Adding Documentation, Tests and Refactoring Code

This week and the previous week I worked on the following:

1. I have written an API which the user can use to automatically repair his spider.

This function, auto_repair_lst takes 4 parameters:

  • old_page_path(type = string)
  • new_page_path(type = string)
  • lst_extracted_old_subtree(type = list of lxml.etree._Element objects)
  • rules(type = list)(OPTIONAL)

old_page_path is the path to a file containing the old HTML page on which the spider worked and correctly extracted the required data.

new_page_path is the path to a file containing the new HTML page on which the spider fails to extract the correct data and it is this file from which you would like the repaired spider to extract the data.

lst_extracted_old_subtree is a list of objects of type lxml.etree._Element. Each object in this list is a subtree of the old_page HTML tree which was extracted from the old page when the spider was not broken.

If rules(the fourth parameter) is given, the function will use these rules to correctly extract the relevant information from the new page.

This function takes the above arguments and returns two things:

  • Rules for data extraction
  • List of repaired subtrees.
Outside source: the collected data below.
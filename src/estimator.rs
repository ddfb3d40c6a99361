//! Yield Estimator - heuristic crop yield prediction
//!
//! Combines the crop base yield, the four adjustment factors, the static
//! feature ranking and a random confidence draw into an [`EstimationResult`].
//! Includes both single-request and parallel (Rayon) batch paths.

use crate::confidence::draw_confidence;
use crate::factors::AdjustmentFactors;
use crate::importance::feature_importances;
use crate::types::{EstimationRequest, EstimationResult};
use rand::rngs::StdRng;
use rand::{Rng, SeedableRng};
use rayon::prelude::*;
use std::sync::{Mutex, PoisonError};

/// Deterministic part of an estimate: `max(0, round(base × factors))`.
///
/// NaN or negative products clamp to 0; huge products saturate at `u64::MAX`.
pub fn predict_yield(request: &EstimationRequest) -> u64 {
    let raw_yield = raw_yield(request);
    let rounded = raw_yield.round().max(0.0);
    // `as` saturates for floats and maps NaN to 0
    rounded as u64
}

/// Unrounded, unclamped yield in kg/ha
pub fn raw_yield(request: &EstimationRequest) -> f64 {
    AdjustmentFactors::from_request(request).apply(request.base_yield())
}

/// Estimate with a caller-supplied random source
pub fn estimate_with_rng<R: Rng + ?Sized>(
    request: &EstimationRequest,
    rng: &mut R,
) -> EstimationResult {
    build_result(request, draw_confidence(rng))
}

fn build_result(request: &EstimationRequest, confidence_score: f64) -> EstimationResult {
    let predicted_yield = predict_yield(request);

    tracing::debug!(
        crop = %request.crop,
        predicted_yield,
        confidence_score,
        "estimated yield"
    );

    EstimationResult {
        predicted_yield,
        confidence_score,
        feature_importances: feature_importances(),
    }
}

/// Estimate using the thread-local generator
pub fn estimate(request: &EstimationRequest) -> EstimationResult {
    estimate_with_rng(request, &mut rand::thread_rng())
}

/// Estimator service owning its random source.
///
/// Cheap to share behind an `Arc`; the internal lock only guards the
/// generator and is never held across the yield computation.
pub struct YieldEstimator {
    rng: Mutex<StdRng>,
}

impl YieldEstimator {
    /// Estimator seeded from OS entropy
    pub fn new() -> Self {
        Self {
            rng: Mutex::new(StdRng::from_entropy()),
        }
    }

    /// Reproducible estimator: same seed, same sequence of confidence scores
    pub fn seeded(seed: u64) -> Self {
        Self {
            rng: Mutex::new(StdRng::seed_from_u64(seed)),
        }
    }

    fn next_confidence(&self) -> f64 {
        let mut rng = self.rng.lock().unwrap_or_else(PoisonError::into_inner);
        draw_confidence(&mut *rng)
    }

    fn next_seed(&self) -> u64 {
        let mut rng = self.rng.lock().unwrap_or_else(PoisonError::into_inner);
        rng.gen()
    }

    pub fn estimate(&self, request: &EstimationRequest) -> EstimationResult {
        build_result(request, self.next_confidence())
    }

    /// Estimate many requests in parallel.
    ///
    /// One base seed is drawn under the lock; item `i` then uses its own
    /// generator seeded with `base + i`, so a seeded estimator returns the
    /// same batch regardless of how Rayon schedules the work. Output order
    /// matches input order.
    pub fn estimate_batch(&self, requests: &[EstimationRequest]) -> Vec<EstimationResult> {
        let base_seed = self.next_seed();

        tracing::info!("Estimating batch of {} requests", requests.len());

        requests
            .par_iter()
            .enumerate()
            .map(|(i, request)| {
                let mut rng = StdRng::seed_from_u64(base_seed.wrapping_add(i as u64));
                estimate_with_rng(request, &mut rng)
            })
            .collect()
    }
}

impl Default for YieldEstimator {
    fn default() -> Self {
        Self::new()
    }
}

#[cfg(test)]
mod tests {
    use super::*;
    use crate::types::{Crop, Feature};

    #[test]
    fn test_base_yield_at_optimum() {
        for crop in Crop::ALL {
            let request = EstimationRequest::new(crop.label(), 6.5, 1000.0, 24.0, 0.0);
            assert_eq!(predict_yield(&request), crop.base_yield() as u64);
        }
    }

    #[test]
    fn test_soybean_scenario() {
        let request = EstimationRequest::new("Soybeans", 7.5, 1200.0, 20.0, 150.0);
        assert_eq!(predict_yield(&request), 3267);
    }

    #[test]
    fn test_unknown_crop_uses_default_base() {
        let request = EstimationRequest::new("Quinoa", 6.5, 1000.0, 24.0, 0.0);
        assert_eq!(predict_yield(&request), 4000);
    }

    #[test]
    fn test_negative_product_clamps_to_zero() {
        // pH 14 → factor -0.125
        let request = EstimationRequest::new("Corn", 14.0, 1000.0, 24.0, 0.0);
        assert!(raw_yield(&request) < 0.0);
        assert_eq!(predict_yield(&request), 0);
    }

    #[test]
    fn test_two_negative_factors_stay_positive() {
        // Both pH and temperature factors negative: product is positive again
        let request = EstimationRequest::new("Corn", 14.0, 1000.0, -20.0, 0.0);
        assert!(raw_yield(&request) > 0.0);
        assert!(predict_yield(&request) > 0);
    }

    #[test]
    fn test_nan_input_clamps_to_zero() {
        let request = EstimationRequest::new("Corn", f64::NAN, 1000.0, 24.0, 0.0);
        assert_eq!(predict_yield(&request), 0);
    }

    #[test]
    fn test_estimate_populates_all_fields() {
        let request = EstimationRequest::new("Wheat", 6.0, 900.0, 22.0, 100.0);
        let result = estimate(&request);

        assert_eq!(result.predicted_yield, predict_yield(&request));
        assert!(result.confidence_score >= 0.85 && result.confidence_score <= 0.98);
        assert_eq!(result.feature_importances.len(), 4);
        assert_eq!(result.feature_importances[0].feature, Feature::Rainfall);
    }

    #[test]
    fn test_seeded_estimators_agree() {
        let request = EstimationRequest::new("Rice", 6.8, 1100.0, 26.0, 90.0);
        let a = YieldEstimator::seeded(99);
        let b = YieldEstimator::seeded(99);

        for _ in 0..10 {
            assert_eq!(a.estimate(&request), b.estimate(&request));
        }
    }

    #[test]
    fn test_batch_preserves_order() {
        let requests: Vec<EstimationRequest> = Crop::ALL
            .iter()
            .map(|crop| EstimationRequest::new(crop.label(), 6.5, 1000.0, 24.0, 0.0))
            .collect();

        let results = YieldEstimator::seeded(5).estimate_batch(&requests);

        assert_eq!(results.len(), requests.len());
        for (crop, result) in Crop::ALL.iter().zip(&results) {
            assert_eq!(result.predicted_yield, crop.base_yield() as u64);
        }
    }

    #[test]
    fn test_seeded_batch_is_reproducible() {
        let requests: Vec<EstimationRequest> = (0..64)
            .map(|i| EstimationRequest::new("Corn", 6.0, 800.0 + i as f64, 23.0, 120.0))
            .collect();

        let first = YieldEstimator::seeded(2024).estimate_batch(&requests);
        let second = YieldEstimator::seeded(2024).estimate_batch(&requests);

        assert_eq!(first, second);
    }

    #[test]
    fn test_service_matches_free_function_with_same_seed() {
        let request = EstimationRequest::new("Cotton", 6.9, 950.0, 27.0, 60.0);
        let service = YieldEstimator::seeded(77);
        let mut rng = StdRng::seed_from_u64(77);

        for _ in 0..5 {
            assert_eq!(service.estimate(&request), estimate_with_rng(&request, &mut rng));
        }
    }

    #[test]
    fn test_empty_batch() {
        let results = YieldEstimator::seeded(1).estimate_batch(&[]);
        assert!(results.is_empty());
    }
}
Each subtree in this list is an object of type lxml.etree._Element.

Let’s take a simple example.

Suppose the old page contains the following HTML code:

<html>
    <body>
        <div>
            <p>Username</p>
            <p>Password</p>
            <div>Submit</div>
        </div>
        <div>
           <div>
                <div>
                    <div>
                        <p>Username</p>
                        <p>email</p>
                        <p>Captcha1</p>
                        <p>Captcha2</p>
                    </div>
                </div>
            </div>
        </div> 
        </p>This should not be extracted</p>
    </body>
</html>

And the new page contains the following HTML code:

<html>
    <body>
        <div>
            <p>Username</p>
            <p>email</p>
        </div> 
        </p>This should not be extracted</p>
        <div>
            <p>Hello World</p>
            <div>
                <p>Username</p>
                <p>Password</p>
            </div>
            <div>Submit</div>
        </div>
    </body>
</html>

Now you can run the following code to correctly extract data.
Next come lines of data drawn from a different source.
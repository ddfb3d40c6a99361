//! FACTOR: SOIL pH
//!
//! Linear penalty for distance from neutral-leaning soil. Each pH unit away
//! from 6.5 removes 15% of the yield, in either direction.

/// pH at which the factor is exactly 1.0
pub const OPTIMAL_PH: f64 = 6.5;

/// Yield fraction lost per pH unit of deviation
pub const PH_SENSITIVITY: f64 = 0.15;

/// Calculate the soil pH adjustment factor
///
/// Not clamped: pH below ~-0.2 or above ~13.2 gives a negative factor.
pub fn calculate_ph_factor(soil_ph: f64) -> f64 {
    1.0 - (soil_ph - OPTIMAL_PH).abs() * PH_SENSITIVITY
}
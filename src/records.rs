//! Prediction records
//!
//! The shape a persistence layer stores for a saved estimate: the request
//! fields verbatim, the result, the owning user and a creation timestamp.

use crate::types::{EstimationRequest, EstimationResult};
use chrono::{DateTime, Utc};
use serde::{Deserialize, Serialize};

#[derive(Debug, Clone, PartialEq, Serialize, Deserialize)]
#[serde(rename_all = "camelCase")]
pub struct PredictionRecord {
    pub user_id: String,
    #[serde(flatten)]
    pub request: EstimationRequest,
    pub predicted_yield: u64,
    pub confidence: f64,
    pub created_at: DateTime<Utc>,
}

impl PredictionRecord {
    pub fn new(
        user_id: impl Into<String>,
        request: EstimationRequest,
        result: &EstimationResult,
        created_at: DateTime<Utc>,
    ) -> Self {
        Self {
            user_id: user_id.into(),
            request,
            predicted_yield: result.predicted_yield,
            confidence: result.confidence_score,
            created_at,
        }
    }

    /// Record stamped with the current time
    pub fn now(user_id: impl Into<String>, request: EstimationRequest, result: &EstimationResult) -> Self {
        Self::new(user_id, request, result, Utc::now())
    }
}

#[cfg(test)]
mod tests {
    use super::*;
    use crate::estimator::YieldEstimator;
    use chrono::TimeZone;

    fn sample_record() -> PredictionRecord {
        let request = EstimationRequest::new("Corn", 6.5, 1000.0, 24.0, 150.0);
        let result = YieldEstimator::seeded(3).estimate(&request);
        let created_at = Utc.with_ymd_and_hms(2026, 3, 14, 9, 30, 0).unwrap();
        PredictionRecord::new("user-123", request, &result, created_at)
    }

    #[test]
    fn test_record_copies_result() {
        let record = sample_record();
        assert_eq!(record.user_id, "user-123");
        assert_eq!(record.predicted_yield, 10400);
        assert!(record.confidence >= 0.85 && record.confidence <= 0.98);
    }

    #[test]
    fn test_record_field_names_are_flat() {
        let json = serde_json::to_value(sample_record()).unwrap();

        assert_eq!(json["userId"], "user-123");
        assert_eq!(json["crop"], "Corn");
        assert_eq!(json["soilPH"], 6.5);
        assert_eq!(json["rainfallMm"], 1000.0);
        assert_eq!(json["predictedYield"], 10400);
        assert_eq!(json["createdAt"], "2026-03-14T09:30:00Z");
        assert!(json.get("request").is_none());
    }

    #[test]
    fn test_reads_dashboard_document() {
        let json = r#"{
            "userId": "u1",
            "crop": "Wheat",
            "soilPH": 6.1,
            "rainfall": 720,
            "temp": 19,
            "fertilizer": 110,
            "predictedYield": 2500,
            "confidence": 0.9,
            "createdAt": "2025-11-02T08:00:00Z"
        }"#;
        let record: PredictionRecord = serde_json::from_str(json).unwrap();

        assert_eq!(record.request.crop, "Wheat");
        assert_eq!(record.request.rainfall_mm, 720.0);
        assert_eq!(record.request.temperature_c, 19.0);
        assert_eq!(record.predicted_yield, 2500);
    }
}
>>> old_page_path = 'Examples/Autorepair_Old_Page.html'
>>> new_page_path = 'Examples/Autorepair_New_Page.html'
>>> old_page = Page(old_page_path, 'html')
>>> new_page = Page(new_page_path, 'html')
>>> lst_extracted_old_subtrees = [old_page.tree.getroot()[0][1][0][0]]
>>> lst_rules, lst_repaired_subtrees = auto_repair_lst(old_page_path,new_page_path, lst_extracted_old_subtrees)
>>> lst_rules
[[([0, 0], [0, 0, 0]), ([0, 1], [0, 0, 1])]]
>>> len(lst_repaired_subtrees)
1
>>> tostring(lst_repaired_subtrees[0])
b'<div>\n                    <div>\n                        <p>Username</p>\n            <p>email</p>\n        <p>Captcha1</p>\n                        <p>Captcha2</p>\n                    </div>\n                </div>\n            '
>>>

From the above example, you can see that since captcha1 and captcha2 could not be found in the new_page, it keeps it untouched.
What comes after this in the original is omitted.